Specs and techniques do differ but in my case it has nothing to do with it.
It absolutely does. FTTH is a dedicated fiber connection, they absolutely can give you a full sym 1Gb line (about 940Mb after overhead symmetrical). ISPs charge an area mean, so long story short they are artificially capping your connection because they see no reason to give you the full speed. That in itself pisses me off and why I hate ISPs. A customer is only limited to what the ISP deems necessary to service in the area and nothing more.
I understand that was what you wanted them to do?
Yes, because there is no reason otherwise to not give you that speed for the same price. They choose not to simply because they can.

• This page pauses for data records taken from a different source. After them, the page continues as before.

impl Rule {
    /// Looks up a canonical or alias name. Negated forms are not resolved
    /// here; see [`RuleRef::parse`].
    #[must_use]
    pub fn from_name(name: &str) -> Option<Self> {
        REGISTRY.get(name).copied()
    }

    /// Most arguments the rule accepts.
    #[must_use]
    pub const fn max_args(self) -> usize {
        match self {
            Self::ValidateInData => 3,
            Self::Length
            | Self::IsZip
            | Self::FindInString
            | Self::VersionCompare => 2,
            Self::IsEqualTo
            | Self::IsNotEqualTo
            | Self::IsLooselyEqualTo
            | Self::IsLooselyNotEqualTo
            | Self::IsInArray
            | Self::IsLooselyInArray
            | Self::IsLessThan
            | Self::IsMoreThan
            | Self::Min
            | Self::Max
            | Self::ToIntEqual
            | Self::IsLengthEqualTo
            | Self::KeyExists
            | Self::ItemsAreTruthy
            | Self::HasTruthyItem
            | Self::IsCountEqualTo
            | Self::IsCountMoreThan
            | Self::IsCountLessThan
            | Self::IsDomain
            | Self::IsMatchingPattern
            | Self::Contains
            | Self::StartsWith
            | Self::EndsWith
            | Self::IsLossyPassword
            | Self::IsStrictPassword
            | Self::IsValidVersion
            | Self::IsDate
            | Self::IsTime
            | Self::IsAge
            | Self::DateRange
            | Self::IsDnsRecord
            | Self::DnsRecords
            | Self::OneOf
            | Self::AllOf
            | Self::Eq => 1,
            _ => 0,
        }
    }

    /// Decodes `args` and evaluates the rule against `input`.
    ///
    /// `isZip` and `validateInData` replace the holder's value; every other
    /// rule only reads it.
    pub fn invoke(self, input: &mut Input, args: &[Value]) -> Result<Outcome, DispatchError> {
        let args = Args::new(self, args)?;

        let passed = match self {
            Self::IsString => input.is_string(),
            Self::IsInt => input.is_int(),
            Self::IsFloat => input.is_float(),
            Self::IsNumber => input.is_number(),
            Self::IsNumbery => input.is_numbery(),
            Self::IsArray => input.is_array(),
            Self::IsObject => input.is_object(),
            Self::IsBool => input.is_bool(),
            Self::IsNull => input.is_null(),
            Self::IsResource => input.is_resource(),
            Self::IsTrue => input.is_true(),
            Self::IsFalse => input.is_false(),
            Self::IsTruthy => input.is_truthy(),
            Self::IsFalsy => input.is_falsy(),
            Self::IsBoolVal => input.is_bool_val(),
            Self::IsRequired => input.is_required(),
            Self::HasValue => input.has_value(),
            Self::IsEqualTo => input.is_equal_to(args.value(0)?),
            Self::IsNotEqualTo => input.is_not_equal_to(args.value(0)?),
            Self::IsLooselyEqualTo => input.is_loosely_equal_to(args.value(0)?),
            Self::IsLooselyNotEqualTo => input.is_loosely_not_equal_to(args.value(0)?),
            Self::IsInArray => input.is_in_array(args.array(0)?),
            Self::IsLooselyInArray => input.is_loosely_in_array(args.array(0)?),
            Self::IsLessThan => input.is_less_than(args.number(0)?),
            Self::IsMoreThan => input.is_more_than(args.number(0)?),
            Self::Min => input.min(args.number(0)?),
            Self::Max => input.max(args.number(0)?),
            Self::IsPositive => input.is_positive(),
            Self::IsNegative => input.is_negative(),
            Self::ToIntEqual => input.to_int_equal(args.integer(0)?),
            Self::Length => input.length(args.count(0)?, args.opt_count(1)?),
            Self::IsLengthEqualTo => input.is_length_equal_to(args.count(0)?),
            Self::KeyExists => input.key_exists(args.key(0)?),
            Self::ItemsAreTruthy => input.items_are_truthy(args.key(0)?),
            Self::HasTruthyItem => input.has_truthy_item(args.key(0)?),
            Self::IsArrayEmpty => input.is_array_empty(),
            Self::IsCountEqualTo => input.is_count_equal_to(args.count(0)?),
            Self::IsCountMoreThan => input.is_count_more_than(args.count(0)?),
            Self::IsCountLessThan => input.is_count_less_than(args.count(0)?),
            Self::IsEmail => input.is_email(),
            Self::IsUrl => input.is_url(),
            Self::IsDomain => input.is_domain(args.opt_bool(0)?.unwrap_or(true)),
            Self::IsPhone => input.is_phone(),
            Self::IsZip => input.is_zip(args.count(0)?, args.opt_count(1)?),
            Self::IsHex => input.is_hex(),
            Self::IsMatchingPattern => input.is_matching_pattern(args.string(0)?),
            Self::IsAlpha => input.is_alpha(),
            Self::IsLowerAlpha => input.is_lower_alpha(),
            Self::IsUpperAlpha => input.is_upper_alpha(),
            Self::Contains => input.contains(args.string(0)?),
            Self::StartsWith => input.starts_with(args.string(0)?),
            Self::EndsWith => input.ends_with(args.string(0)?),
            Self::FindInString => input.find_in_string(args.string(0)?, args.opt_count(1)?),
            Self::IsLossyPassword => input.is_lossy_password(args.opt_count(0)?.unwrap_or(1)),
            Self::IsStrictPassword => input.is_strict_password(args.opt_count(0)?.unwrap_or(1)),
            Self::IsValidVersion => input.is_valid_version(args.opt_bool(0)?.unwrap_or(false)),
            Self::VersionCompare => input.version_compare(
                args.string(0)?,
                args.opt_string(1)?.unwrap_or("=="),
            ),
            Self::IsDate => input.is_date(args.opt_string(0)?),
            Self::IsDateWithTime => input.is_date_with_time(),
            Self::IsTime => input.is_time(args.opt_bool(0)?.unwrap_or(false)),
            Self::IsAge => input.is_age(args.year_count(0)?),
            Self::DateRange => {
                return Ok(input
                    .date_range(args.opt_string(0)?)
                    .map_or(Outcome::Bool(false), Outcome::Structured));
            }
            Self::IsSocialNumber => input.is_social_number(),
            Self::IsOrgNumber => input.is_org_number(),
            Self::IsCreditCard => input.is_credit_card(),
            Self::IsVatNumber => input.is_vat_number(),
            Self::IsMale => input.is_male(),
            Self::IsFemale => input.is_female(),
            Self::IsResolvableHost => input.is_resolvable_host(),
            Self::IsMxRecord => input.is_mx_record(),
            Self::IsAddressRecord => input.is_address_record(),
            Self::IsDnsRecord => input.is_dns_record(args.record_type(0)?),
            Self::IsDeliverableEmail => input.is_deliverable_email(),
            Self::DnsRecords => {
                return Ok(input
                    .dns_records(args.record_type(0)?)
                    .map_or(Outcome::NotFound, Outcome::Structured));
            }
            Self::IsHttpStatusCode => input.is_http_status_code(),
            Self::IsHttp200 => input.is_http_200(),
            Self::IsHttpSuccess => input.is_http_success(),
            Self::IsHttpClientError => input.is_http_client_error(),
            Self::IsHttpServerError => input.is_http_server_error(),
            Self::IsRequestMethod => input.is_request_method(),
            Self::IsFile => input.is_file(),
            Self::IsDir => input.is_dir(),
            Self::IsFileOrDirectory => input.is_file_or_directory(),
            Self::IsWritable => input.is_writable(),
            Self::IsReadable => input.is_readable(),
            Self::IsJson => input.is_json(),
            Self::IsFullHtml => input.is_full_html(),
            Self::OneOf => input.one_of(&args.rule_set(0)?)?,
            Self::AllOf => input.all_of(&args.rule_set(0)?)?,
            Self::Eq => {
                return Ok(Outcome::Traversal(Box::new(input.traverse(args.string(0)?))));
            }
            Self::ValidateInData => {
                let nested = args.opt_array(2)?.unwrap_or_default();
                input.validate_in_data(args.string(0)?, args.string(1)?, nested)?
            }
        };

        Ok(Outcome::Bool(passed))
    }
}

impl fmt::Display for Rule {
    fn fmt(&self, f: &mut fmt::Formatter<'_>) -> fmt::Result {
        f.write_str(self.name())
    }
}

// ============================================================================
// NAME RESOLUTION
// ============================================================================

/// A rule name as dispatched: the rule, its polarity and the name written.
#[derive(Debug, Clone, PartialEq, Eq)]
pub struct RuleRef {
    /// The resolved rule.
    pub rule: Rule,
    /// Whether the verdict is inverted.
    pub negated: bool,
    /// The name without any negation marker (`email` stays `email`).
    pub name: String,
}

impl RuleRef {
    /// Resolves a name: exact (canonical or alias) first, then `!name`,
    /// then `notName`.
    pub fn parse(name: &str) -> Result<Self, DispatchError> {
        if let Some(rule) = Rule::from_name(name) {
            return Ok(Self::new(rule, false, name));
        }

        if let Some(base) = name.strip_prefix('!') {
            return Rule::from_name(base)
                .map(|rule| Self::new(rule, true, base))
                .ok_or_else(|| DispatchError::unknown(name));
        }

        name.strip_prefix("not")
            .and_then(decapitalize)
            .and_then(|base| Rule::from_name(&base).map(|rule| Self::new(rule, true, &base)))
            .ok_or_else(|| DispatchError::unknown(name))
    }

    fn new(rule: Rule, negated: bool, name: &str) -> Self {
        Self {
            rule,
            negated,
            name: name.to_owned(),
        }
    }

    /// A typed reference under the canonical name.
    #[must_use]
    pub fn from_rule(rule: Rule, negated: bool) -> Self {
        Self::new(rule, negated, rule.name())
    }

    /// Name recorded in failure maps: the written name, or `not` plus the
    /// capitalised name when negated.
    #[must_use]
    pub fn display_name(&self) -> String {
        if self.negated {
            format!("not{}", capitalize(&self.name))
        } else {
            self.name.clone()
        }
    }
}

/// `isPhone` -> `IsPhone`.
fn capitalize(name: &str) -> String {
    let mut chars = name.chars();
    chars.next().map_or_else(String::new, |first| {
        first.to_uppercase().chain(chars).collect()
    })
}

/// `IsPhone` -> `isPhone`; `None` unless the first letter is uppercase.
fn decapitalize(name: &str) -> Option<String> {
    let mut chars = name.chars();
    let first = chars.next().filter(char::is_ascii_uppercase)?;
    Some(first.to_ascii_lowercase().to_string() + chars.as_str())
}

// ============================================================================
// OUTCOMES
// ============================================================================

/// What evaluating a rule produced.
#[derive(Debug, Clone)]
pub enum Outcome {
    /// A verdict.
    Bool(bool),
    /// A successful structured result (`dateRange`, `dnsRecords`).
    Structured(Value),
    /// A structured rule found nothing.
    NotFound,
    /// A traversal rule produced a new holder (`eq`).
    Traversal(Box<Input>),
}

impl Outcome {
    /// The verdict: structured results pass, `NotFound` fails, traversal
    /// has none.
    #[must_use]
    pub fn passed(&self) -> Option<bool> {
        match self {
            Self::Bool(passed) => Some(*passed),
            Self::Structured(_) => Some(true),
            Self::NotFound => Some(false),
            Self::Traversal(_) => None,
        }
    }

    /// Inverts the verdict; traversal outcomes are returned unchanged.
    #[must_use]
    pub fn negate(self) -> Self {
        match self.passed() {
            Some(passed) => Self::Bool(!passed),
            None => self,
        }
    }
}

// ============================================================================
// RULE SETS
// ============================================================================

/// Ordered rule names with their arguments, the operand of `oneOf` and
/// `allOf`.
///
/// A name appears once; adding it again replaces its arguments.
#[derive(Debug, Clone, Default, PartialEq, Eq)]
pub struct RuleSet {
    rules: IndexMap<String, Vec<Value>>,
}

You have to understand where I grew up internet was and still is a major problem with greedy WISPs. I'm lucky to live in a metro where the Title 2 classification caused a surge in competition making big names offer big packages of fiber at low prices. Other areas aren't so lucky because ISPs don't give a shit. They know you'll pay whatever they ask for whatever speed they offer simply because you have no other choice and I think that's horse shit. The internet game is nothing but greed.
 
I'm confused. But anyway I got the package I paid for in its full potential and more (the ping) thanks to the superior connection.

And trust me you have no idea how bad our internet is in general here. Even in my case I'm considered so lucky.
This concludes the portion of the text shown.